Again, we see the rise and fall of the distribution in number form and that the peak is slightly shifted towards zero and centered on 3-4 successes, as we saw in the earlier simulation and would expect from the underlying probabilities.

We also see that the probabilities sum to 1.0 (allowing for some floating point error):

sum(prob for k, prob in yellow_binom_dist)
1.0000000000000007

Now let’s plot this distribution side-by-side with the simulation results from earlier:

plt.clf()

fig, axes = plt.subplots(1, 2, figsize=(12, 6))
axes = axes.flatten()

x_values, y_values = zip(*yellow_binom_dist)
axes[0].set_title("Probability Distribution of YELLOW results")
axes[0].bar(x_values, y_values, align='center', color=COLOR_LOOKUP["YELLOW"], width=1)

axes[1].set_title(f"Sim Distribution of YELLOW dice")
axes[1].hist(yellow_distribution, bins=10, color=COLOR_LOOKUP["YELLOW"])
axes[1].set_xlim(right=10)

plt.suptitle("Side-by-side comparison of binomial and simulated distributions")
plt.show()
<Figure size 640x480 with 0 Axes>

png

As expected, the distributions look identical!

Part 3 - Including Wild Results in “Pure Math”

We can follow the same approach to compute our probability distribution for the number of BLACK results.

b_prob = 1 / 12
black_binom_dist = list((k, binomial_probability(n, k, b_prob)) for k in range(n + 1))

plt.clf()

fig, axes = plt.subplots(1, 2, figsize=(12, 6))
axes = axes.flatten()

x_values, y_values = zip(*black_binom_dist)
axes[0].set_title("Probability Distribution of BLACK results")
axes[0].bar(x_values, y_values, align='center', color=COLOR_LOOKUP["BLACK"], width=1)

black_distribution = df_random_choices.apply(lambda row: row.value_counts().get("BLACK", 0), axis=1)
axes[1].set_title(f"Sim Distribution of BLACK dice")
axes[1].hist(black_distribution, bins=10, color=COLOR_LOOKUP["BLACK"], width=1)
axes[1].set_xlim(right=10)

plt.suptitle("Side-by-side comparison of binomial and simulated distributions")
plt.show()
<Figure size 640x480 with 0 Axes>

png

Now at first I thought that we should somehow combine this distribution with the YELLOW distribution through addition or multiplication, but I realize that wouldn’t be correct. The BLACK results really modify the probability of a success (\(p\)) in the binomial probability function.

So this is actually fairly simple, I think, we must recompute the binomial distribution with a higher value for \(p\).

y_and_b_prob = 5 / 12

yellow_and_black_binom_dist = list((k, binomial_probability(n, k, y_and_b_prob)) for k in range(n + 1))

plt.clf()
x_values, y_values = zip(*yellow_and_black_binom_dist)
plt.title("Combined Probability Distribution of YELLOW and BLACK results")
plt.bar(x_values, y_values, align='center', color=COLOR_LOOKUP["YELLOW"], width=1)
<BarContainer object of 11 artists>

png

So we see that this has shifted the distribution to the right a bit by approximately 1 hit.

How to Add WHITE Results?

This one is really tricky because WHITE results are not independent of YELLOW and BLACK results.
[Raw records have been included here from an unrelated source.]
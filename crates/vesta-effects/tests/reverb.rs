//! Impulse response tests for the reverb and the compressed reverb stage.

use vesta_core::{Buffer, ProducerState, Round, Sample, SignalProducer, produce};
use vesta_effects::reverb::{COMB_FILTERS, TUNINGS};
use vesta_effects::{Effect, Processor, Reverb};

const SAMPLE_RATE: f64 = 44100.0;
const BLOCK_SIZE: usize = 128;

fn reverb() -> Reverb {
    let mut reverb = Reverb::new("R", 2);
    reverb.set_sample_rate(SAMPLE_RATE);
    reverb.set_block_size(BLOCK_SIZE);
    reverb.high_pass_frequency.borrow_mut().set_value(1.0);
    reverb
}

fn impulse() -> Buffer {
    let mut buffer = Buffer::new(2, BLOCK_SIZE);

    for channel in buffer.channels_mut() {
        channel[0] = 1.0;
    }

    buffer
}

/// Feed an impulse in round 1 and silence afterwards; returns both channels.
fn impulse_response(reverb: &mut Reverb, rounds: Round) -> [Vec<Sample>; 2] {
    let first = impulse();
    let silence = Buffer::new(2, BLOCK_SIZE);
    let mut output = [Vec::new(), Vec::new()];

    for round in 1..=rounds {
        let input = if round == 1 { &first } else { &silence };
        reverb.feed(round, input, BLOCK_SIZE);
        let block = produce(reverb, round, BLOCK_SIZE);

        for (c, channel) in output.iter_mut().enumerate() {
            channel.extend_from_slice(&block.channel(c)[..BLOCK_SIZE]);
        }
    }

    output
}

fn shortest_comb() -> usize {
    TUNINGS
        .iter()
        .map(|tuning| (tuning.delay_time * SAMPLE_RATE).round() as usize)
        .min()
        .unwrap_or_default()
}

fn peak(samples: &[Sample]) -> Sample {
    samples.iter().fold(0.0, |peak, sample| peak.max(sample.abs()))
}

#[test]
fn silent_input_stays_silent() {
    let mut reverb = reverb();
    let silence = Buffer::new(2, BLOCK_SIZE);

    for round in 1..=8 {
        reverb.feed(round, &silence, BLOCK_SIZE);
        produce(&mut reverb, round, BLOCK_SIZE);

        assert!(reverb.is_silent(round, BLOCK_SIZE));
    }
}

#[test]
fn first_reflection_arrives_after_the_shortest_comb() {
    let mut reverb = reverb();
    let [left, _] = impulse_response(&mut reverb, 24);
    let shortest = shortest_comb();

    assert_eq!(shortest, 1116);
    assert!(peak(&left[..shortest - 2]) < 1e-9, "{}", peak(&left[..shortest - 2]));
    assert!(peak(&left[shortest - 2..shortest + 600]) > 0.02);
}

#[test]
fn every_comb_contributes_a_reflection() {
    let mut reverb = reverb();
    let [left, _] = impulse_response(&mut reverb, 24);

    for tuning in TUNINGS {
        let at = (tuning.delay_time * SAMPLE_RATE).round() as usize;

        assert!(peak(&left[at - 2..at + 3]) > 0.02, "nothing at {at}");
    }

    assert_eq!(TUNINGS.len(), COMB_FILTERS);
}

#[test]
fn larger_rooms_delay_the_reflections() {
    let mut reverb = reverb();
    reverb.room_size.borrow_mut().set_value(2.0);

    let [left, _] = impulse_response(&mut reverb, 40);
    let doubled = 2 * shortest_comb();

    assert!(peak(&left[..doubled - 4]) < 1e-9);
    assert!(peak(&left[doubled - 4..doubled + 1200]) > 0.02);
}

#[test]
fn tail_decays() {
    let mut reverb = reverb();
    reverb.room_reflectivity.borrow_mut().set_value(0.5);

    let [left, right] = impulse_response(&mut reverb, 700);

    for channel in [&left, &right] {
        assert!(channel.iter().all(|sample| sample.is_finite()));
        assert!(peak(channel) < 1.0);
        assert!(peak(&channel[channel.len() - BLOCK_SIZE..]) < 1e-6);
    }
}

#[test]
fn width_spreads_the_combs_apart() {
    let mut centered = reverb();
    let mut wide = reverb();
    wide.width.borrow_mut().set_value(1.0);

    let [centered_left, centered_right] = impulse_response(&mut centered, 24);
    let [wide_left, wide_right] = impulse_response(&mut wide, 24);

    assert!(
        centered_left
            .iter()
            .zip(&centered_right)
            .all(|(left, right)| (left - right).abs() < 1e-12)
    );
    assert!(
        wide_left
            .iter()
            .zip(&wide_right)
            .any(|(left, right)| (left - right).abs() > 0.01)
    );
}

#[test]
fn high_reflectivity_with_clipping_stays_bounded() {
    let mut reverb = reverb();
    reverb.room_reflectivity.borrow_mut().set_value(vesta_effects::echo::FEEDBACK_MAX);
    reverb.distortion_level.borrow_mut().set_value(1.0);
    reverb.damping_gain.borrow_mut().set_value(-0.01);

    let mut loud = Buffer::new(2, BLOCK_SIZE);
    for channel in loud.channels_mut() {
        for (i, sample) in channel.iter_mut().enumerate() {
            *sample = if i % 8 < 4 { 1.0 } else { -1.0 };
        }
    }

    for round in 1..=400 {
        reverb.feed(round, &loud, BLOCK_SIZE);
        let output = produce(&mut reverb, round, BLOCK_SIZE);

        for c in 0..2 {
            let block = &output.channel(c)[..BLOCK_SIZE];

            assert!(block.iter().all(|y| y.is_finite() && y.abs() < 20.0));
        }
    }
}

/// Half a second of a loud constant input, then silence.
struct Burst {
    state: ProducerState,
    position: usize,
}

impl SignalProducer for Burst {
    fn state(&self) -> &ProducerState {
        &self.state
    }

    fn state_mut(&mut self) -> &mut ProducerState {
        &mut self.state
    }

    fn render(&mut self, _round: Round, first: usize, last: usize, buffer: &mut Buffer) {
        for i in first..last {
            let value = if self.position + i - first < 22050 { 0.9 } else { 0.0 };

            for channel in buffer.channels_mut() {
                channel[i] = value;
            }
        }

        self.position += last - first;
    }
}

fn wet_reverb_stage() -> Effect<Burst, Reverb> {
    let mut stage = Effect::compressed(
        "R",
        Burst {
            state: ProducerState::new(2),
            position: 0,
        },
        Reverb::new("R", 2),
    );
    stage.set_sample_rate(SAMPLE_RATE);
    stage.set_block_size(BLOCK_SIZE);
    stage.dry.set_value(0.0);
    stage.wet.set_value(1.0);
    stage
}

/// Peak of the stage output while the burst plays and right after it.
fn burst_peaks(stage: &mut Effect<Burst, Reverb>) -> (Sample, Sample) {
    let mut during: Sample = 0.0;
    let mut after: Sample = 0.0;

    for round in 1..=260 {
        let block = produce(stage, round, BLOCK_SIZE);
        let block_peak = peak(&block.channel(0)[..BLOCK_SIZE]);

        match round {
            100..=170 => during = during.max(block_peak),
            176..=200 => after = after.max(block_peak),
            _ => {}
        }
    }

    (during, after)
}

#[test]
fn side_chain_compression_ducks_the_reverb_under_its_input() {
    let mut plain = wet_reverb_stage();
    let mut ducked = wet_reverb_stage();

    if let Some(compressor) = ducked.compressor_mut() {
        compressor.threshold.set_value(-30.0);
        compressor.ratio.set_value(20.0);
        compressor.attack_time.set_value(0.005);
        compressor.release_time.set_value(0.01);
    }

    let (plain_during, _) = burst_peaks(&mut plain);
    let (ducked_during, ducked_after) = burst_peaks(&mut ducked);

    assert!(ducked_during < 0.5 * plain_during, "{ducked_during} vs {plain_during}");
    assert!(ducked_after > ducked_during, "{ducked_after} vs {ducked_during}");
}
They can only be counted in cases where one of the others is already present. In the simulation I accounted for this by clipping the number of WHITE results to be less than or equal to the total of COLOR + BLACK results.

The Impact of Adding WHITE Results

Looking at the simulation results, it seems like adding white results shifts the distribution to the right and also “crushes” the center of the distribution, resulting in a flatter peak and less overall variability around the center.

So adding WHITE results does not simply increase the probability of a hit. It changes the whole character of the distribution.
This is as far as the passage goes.